-- Activity --
Show all lines from the data that include the word "enum".

Records drawn from a dataset

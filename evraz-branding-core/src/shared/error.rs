//! Error handling for the branding core
//!
//! Resolution itself never fails. These errors cover the edges around it:
//! configuration loading, market identifier parsing, the chain id
//! collaborator and the FFI boundary.

use thiserror::Error;

/// Branding error type
#[derive(Error, Debug, Clone, PartialEq, Eq)]
pub enum BrandingError {
    #[error("Configuration error: {0}")]
    Config(String),

    #[error("Validation error: {0}")]
    Validation(String),

    #[error("Network error: {0}")]
    Network(String),

    #[error("Serialization error: {0}")]
    Serialization(String),

    #[error("Internal error: {0}")]
    Internal(String),
}

impl BrandingError {
    /// Create a configuration error
    pub fn config(message: impl Into<String>) -> Self {
        Self::Config(message.into())
    }

    /// Create a validation error
    pub fn validation(message: impl Into<String>) -> Self {
        Self::Validation(message.into())
    }

    /// Create a network error
    pub fn network(message: impl Into<String>) -> Self {
        Self::Network(message.into())
    }

    pub fn serialization(message: impl Into<String>) -> Self {
        Self::Serialization(message.into())
    }

    /// Create an internal error
    pub fn internal(message: impl Into<String>) -> Self {
        Self::Internal(message.into())
    }
}

impl From<serde_json::Error> for BrandingError {
    fn from(err: serde_json::Error) -> Self {
        Self::serialization(format!("JSON error: {}", err))
    }
}

impl From<std::str::Utf8Error> for BrandingError {
    fn from(err: std::str::Utf8Error) -> Self {
        Self::validation(format!("UTF-8 error: {}", err))
    }
}
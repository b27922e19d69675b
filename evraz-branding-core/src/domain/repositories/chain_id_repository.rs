//! Chain id source
//!
//! The chain id comes from whatever owns the node connection. The branding
//! core only defines the seam it is read through.

use async_trait::async_trait;

use crate::shared::error::BrandingError;
use crate::shared::types::ChainIdentifier;

/// Source of the chain id of the connected node
#[cfg_attr(test, mockall::automock)]
#[async_trait]
pub trait ChainIdProvider: Send + Sync {
    /// Chain id reported by the current connection
    async fn chain_id(&self) -> Result<ChainIdentifier, BrandingError>;
}

/// Provider that always reports the same chain id
#[derive(Debug, Clone)]
pub struct StaticChainIdProvider {
    chain_id: ChainIdentifier,
}

impl StaticChainIdProvider {
    pub fn new(chain_id: impl Into<ChainIdentifier>) -> Self {
        Self {
            chain_id: chain_id.into(),
        }
    }
}

#[async_trait]
impl ChainIdProvider for StaticChainIdProvider {
    async fn chain_id(&self) -> Result<ChainIdentifier, BrandingError> {
        Ok(self.chain_id.clone())
    }
}

#[cfg(test)]
mod tests {
    use super::*;

    #[tokio::test]
    async fn test_static_provider_returns_its_id() {
        let provider = StaticChainIdProvider::new("deadbeef");
        assert_eq!(provider.chain_id().await.unwrap().as_str(), "deadbeef");
        assert_eq!(provider.chain_id().await.unwrap().as_str(), "deadbeef");
    }

    #[tokio::test]
    async fn test_mock_provider_propagates_errors() {
        let mut provider = MockChainIdProvider::new();
        provider
            .expect_chain_id()
            .times(1)
            .returning(|| Err(BrandingError::network("node unreachable")));

        let err = provider.chain_id().await.unwrap_err();
        assert_eq!(err, BrandingError::network("node unreachable"));
    }
}
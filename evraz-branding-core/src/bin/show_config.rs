use anyhow::Context;
use std::env;

use evraz_branding_core::{allowed_gateway, init, NetworkProfileResolver};

fn main() -> anyhow::Result<()> {
    let config = init().context("failed to load branding configuration")?;
    let profile = NetworkProfileResolver::new(config.chain_id.clone());
    let snapshot = profile.snapshot();

    if env::args().skip(1).any(|arg| arg == "--json") {
        println!("{}", snapshot.to_json_pretty()?);
        return Ok(());
    }

    println!("{} Wallet Network Configuration:\n", snapshot.wallet_name);
    println!("  Wallet URL: {}", snapshot.wallet_url);
    println!("  Chain ID: {}", snapshot.chain_id);
    println!("  Network: {}", snapshot.network);
    println!("  Default Theme: {}", snapshot.default_theme);
    println!("  Default Login: {}", snapshot.default_login);
    println!("  Units: {}", snapshot.units.join(", "));
    println!("  Default Market: {}", profile.default_market_id());
    println!("  Featured Markets: {}", snapshot.featured_markets.len());
    println!(
        "  Asset Namespaces: {}",
        if snapshot.asset_namespaces.is_empty() {
            "(none)".to_string()
        } else {
            snapshot.asset_namespaces.join(", ")
        }
    );
    println!("  Gateways: {}", snapshot.allowed_gateways.join(", "));
    println!("  Any Gateway Allowed: {}", allowed_gateway(None));
    println!("  Configuration Asset: {}", snapshot.configuration_asset.symbol);
    println!("  Faucet: {}", snapshot.faucet.url);
    println!("  Hive News Tag: {}", snapshot.hive_news_tag);
    Ok(())
}
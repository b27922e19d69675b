//! Domain layer - entities and repositories
//!
//! This module contains the network classification rules, the static
//! branding tables and the traits used to reach external collaborators.

pub mod entities;
pub mod repositories;

// Re-export domain components
pub use entities::*;
pub use repositories::*;
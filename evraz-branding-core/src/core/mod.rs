//! Core branding functionality
//!
//! This module contains network profile resolution and the shared handle
//! that tracks the profile of the active connection.

pub mod resolver;
pub mod session;

pub use resolver::{classify_network, NetworkProfileResolver, ProfileSnapshot};
pub use session::ActiveNetwork;
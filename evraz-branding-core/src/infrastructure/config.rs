//! Process configuration
//!
//! Values come from the environment, after loading `.env` when present.
//! Without `BRANDING_CHAIN_ID` the testnet id is used, so an unconfigured
//! process never presents itself as production.

use dotenv::dotenv;
use serde::{Deserialize, Serialize};
use std::env;

use crate::domain::repositories::StaticChainIdProvider;
use crate::shared::constants::{
    DEFAULT_LOG_LEVEL, ENV_CHAIN_ID, ENV_LOG_LEVEL, LOG_LEVELS, TESTNET_CHAIN_ID,
};
use crate::shared::error::BrandingError;
use crate::shared::types::ChainIdentifier;

#[derive(Debug, Clone, Serialize, Deserialize, PartialEq, Eq)]
pub struct BrandingConfig {
    pub chain_id: ChainIdentifier,
    pub log_level: String,
}

impl Default for BrandingConfig {
    fn default() -> Self {
        Self {
            chain_id: ChainIdentifier::from(TESTNET_CHAIN_ID),
            log_level: DEFAULT_LOG_LEVEL.to_string(),
        }
    }
}

impl BrandingConfig {
    /// Load from `.env` and the process environment
    pub fn from_env() -> Result<Self, BrandingError> {
        dotenv().ok();
        Self::from_lookup(|key| match env::var(key) {
            Ok(value) => Ok(Some(value)),
            Err(env::VarError::NotPresent) => Ok(None),
            Err(e) => Err(BrandingError::config(format!("{}: {}", key, e))),
        })
    }

    /// Build from an arbitrary key lookup
    pub fn from_lookup<F>(lookup: F) -> Result<Self, BrandingError>
    where
        F: Fn(&str) -> Result<Option<String>, BrandingError>,
    {
        let defaults = Self::default();
        let chain_id = lookup(ENV_CHAIN_ID)?
            .map(ChainIdentifier::from)
            .unwrap_or(defaults.chain_id);
        let log_level = lookup(ENV_LOG_LEVEL)?
            .map(|level| level.trim().to_lowercase())
            .unwrap_or(defaults.log_level);

        let config = Self { chain_id, log_level };
        config.validate()?;
        Ok(config)
    }

    pub fn validate(&self) -> Result<(), BrandingError> {
        if self.log_level.is_empty() {
            return Err(BrandingError::config(format!("{} must not be empty", ENV_LOG_LEVEL)));
        }
        if !LOG_LEVELS.contains(&self.log_level.as_str()) {
            return Err(BrandingError::config(format!(
                "{} must be one of {:?}, got {:?}",
                ENV_LOG_LEVEL, LOG_LEVELS, self.log_level
            )));
        }
        if !self.chain_id.is_well_formed() {
            log::warn!("{} is not a 64 character hex digest", ENV_CHAIN_ID);
        }
        Ok(())
    }

    /// Chain id source backed by the configured value
    pub fn chain_id_provider(&self) -> StaticChainIdProvider {
        StaticChainIdProvider::new(self.chain_id.clone())
    }
}

#[cfg(test)]
mod tests {
    use super::*;
    use crate::domain::repositories::ChainIdProvider;
    use crate::shared::constants::MAINNET_CHAIN_ID;
    use std::collections::HashMap;

    fn lookup_from(
        pairs: &[(&str, &str)],
    ) -> impl Fn(&str) -> Result<Option<String>, BrandingError> {
        let map: HashMap<String, String> = pairs
            .iter()
            .map(|(k, v)| (k.to_string(), v.to_string()))
            .collect();
        move |key: &str| Ok(map.get(key).cloned())
    }

    #[test]
    fn test_defaults_to_testnet() {
        let config = BrandingConfig::from_lookup(lookup_from(&[])).unwrap();
        assert_eq!(config, BrandingConfig::default());
        assert_eq!(config.chain_id.as_str(), TESTNET_CHAIN_ID);
        assert_eq!(config.log_level, "info");
    }

    #[test]
    fn test_reads_values() {
        let config = BrandingConfig::from_lookup(lookup_from(&[
            (ENV_CHAIN_ID, MAINNET_CHAIN_ID),
            (ENV_LOG_LEVEL, " DEBUG "),
        ]))
        .unwrap();
        assert_eq!(config.chain_id.as_str(), MAINNET_CHAIN_ID);
        assert_eq!(config.log_level, "debug");
    }

    #[test]
    fn test_malformed_chain_id_is_accepted() {
        let config =
            BrandingConfig::from_lookup(lookup_from(&[(ENV_CHAIN_ID, "not-hex")])).unwrap();
        assert_eq!(config.chain_id.as_str(), "not-hex");
    }

    #[test]
    fn test_rejects_bad_log_level() {
        let err = BrandingConfig::from_lookup(lookup_from(&[(ENV_LOG_LEVEL, "loud")])).unwrap_err();
        assert!(matches!(err, BrandingError::Config(_)));

        let err = BrandingConfig::from_lookup(lookup_from(&[(ENV_LOG_LEVEL, "  ")])).unwrap_err();
        assert!(matches!(err, BrandingError::Config(_)));
    }

    #[test]
    fn test_lookup_errors_propagate() {
        let err = BrandingConfig::from_lookup(|_| Err(BrandingError::config("unreadable"))).unwrap_err();
        assert_eq!(err, BrandingError::config("unreadable"));
    }

    #[tokio::test]
    async fn test_chain_id_provider() {
        let config = BrandingConfig {
            chain_id: ChainIdentifier::from(MAINNET_CHAIN_ID),
            ..BrandingConfig::default()
        };
        let provider = config.chain_id_provider();
        assert_eq!(provider.chain_id().await.unwrap().as_str(), MAINNET_CHAIN_ID);
    }
}
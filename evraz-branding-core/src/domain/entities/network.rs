//! Network classification for the branding core

use serde::{Deserialize, Serialize};
use std::fmt;

use crate::shared::constants::MAINNET_CHAIN_ID;
use crate::shared::types::ChainIdentifier;

/// Which kind of network the wallet is connected to.
///
/// Only the exact mainnet chain id is `Primary`. Anything else, whether a
/// known testnet, a private chain or garbage, is `Alternate`, so an
/// unrecognized network is never treated as production.
#[derive(Debug, Clone, Copy, Serialize, Deserialize, PartialEq, Eq, Hash)]
#[serde(rename_all = "lowercase")]
pub enum NetworkClassification {
    Primary,
    Alternate,
}

impl NetworkClassification {
    pub fn classify(chain_id: &ChainIdentifier) -> Self {
        Self::classify_str(chain_id.as_str())
    }

    pub fn classify_str(chain_id: &str) -> Self {
        if chain_id == MAINNET_CHAIN_ID {
            NetworkClassification::Primary
        } else {
            NetworkClassification::Alternate
        }
    }

    pub fn is_primary(&self) -> bool {
        matches!(self, NetworkClassification::Primary)
    }

    pub fn is_testnet(&self) -> bool {
        !self.is_primary()
    }

    pub fn name(&self) -> &'static str {
        match self {
            NetworkClassification::Primary => "mainnet",
            NetworkClassification::Alternate => "testnet",
        }
    }
}

impl fmt::Display for NetworkClassification {
    fn fmt(&self, f: &mut fmt::Formatter<'_>) -> fmt::Result {
        f.write_str(self.name())
    }
}

#[cfg(test)]
mod tests {
    use super::*;
    use crate::shared::constants::TESTNET_CHAIN_ID;
    use proptest::prelude::*;

    #[test]
    fn test_mainnet_is_primary() {
        let id = ChainIdentifier::from(MAINNET_CHAIN_ID);
        assert_eq!(NetworkClassification::classify(&id), NetworkClassification::Primary);
        assert!(NetworkClassification::classify(&id).is_primary());
    }

    #[test]
    fn test_testnet_and_unknown_are_alternate() {
        for id in [TESTNET_CHAIN_ID, "deadbeef", "", "not a chain id"] {
            assert_eq!(
                NetworkClassification::classify_str(id),
                NetworkClassification::Alternate,
                "{id:?} must not be treated as mainnet"
            );
        }
    }

    #[test]
    fn test_near_misses_are_alternate() {
        let upper = MAINNET_CHAIN_ID.to_uppercase();
        let padded = format!(" {} ", MAINNET_CHAIN_ID);
        let prefix = &MAINNET_CHAIN_ID[..32];
        let extended = format!("{}00", MAINNET_CHAIN_ID);
        for id in [upper.as_str(), padded.as_str(), prefix, extended.as_str()] {
            assert!(NetworkClassification::classify_str(id).is_testnet());
        }
    }

    #[test]
    fn test_display_names() {
        assert_eq!(NetworkClassification::Primary.to_string(), "mainnet");
        assert_eq!(NetworkClassification::Alternate.to_string(), "testnet");
    }

    proptest! {
        #[test]
        fn prop_anything_but_mainnet_is_alternate(id in ".*") {
            prop_assume!(id != MAINNET_CHAIN_ID);
            prop_assert_eq!(NetworkClassification::classify_str(&id), NetworkClassification::Alternate);
        }

        #[test]
        fn prop_hex_ids_other_than_mainnet_are_alternate(id in "[0-9a-f]{64}") {
            prop_assume!(id != MAINNET_CHAIN_ID);
            prop_assert!(NetworkClassification::classify_str(&id).is_testnet());
        }

        #[test]
        fn prop_classification_is_deterministic(id in ".*") {
            let chain_id = ChainIdentifier::new(id);
            let first = NetworkClassification::classify(&chain_id);
            let second = NetworkClassification::classify(&chain_id.clone());
            prop_assert_eq!(first, second);
        }
    }
}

-- Answer space --
pub enum BrandingError {
pub enum NetworkClassification {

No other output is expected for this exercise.